Line by line, reproduce the records exactly.

BEGIN Data section

pub mod event;

use chrono::{DateTime, Utc};

use crate::model::hosting::Guest;
use crate::model::id::{ReservationId, RoomId};

/// A forward booking of a room, independent of any employee assignment.
#[derive(Debug, Clone)]
pub struct Reservation {
    pub id: ReservationId,
    pub room_id: RoomId,
    pub first_name: String,
    pub last_name: String,
    pub guest_id_card_number: String,
    pub guest_phone: String,
    pub job_title: String,
    pub department: String,
    pub guests: Vec<Guest>,
    pub check_in_date: DateTime<Utc>,
    pub check_out_date: Option<DateTime<Utc>>,
    pub notes: Option<String>,
    pub created_at: DateTime<Utc>,
}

END Data section

> **Answer space**
pub mod event;

use chrono::{DateTime, Utc};

use crate::model::hosting::Guest;
use crate::model::id::{ReservationId, RoomId};

/// A forward booking of a room, independent of any employee assignment.
#[derive(Debug, Clone)]
pub struct Reservation {
    pub id: ReservationId,
    pub room_id: RoomId,
    pub first_name: String,
    pub last_name: String,
    pub guest_id_card_number: String,
    pub guest_phone: String,
    pub job_title: String,
    pub department: String,
    pub guests: Vec<Guest>,
    pub check_in_date: DateTime<Utc>,
    pub check_out_date: Option<DateTime<Utc>>,
    pub notes: Option<String>,
    pub created_at: DateTime<Utc>,
}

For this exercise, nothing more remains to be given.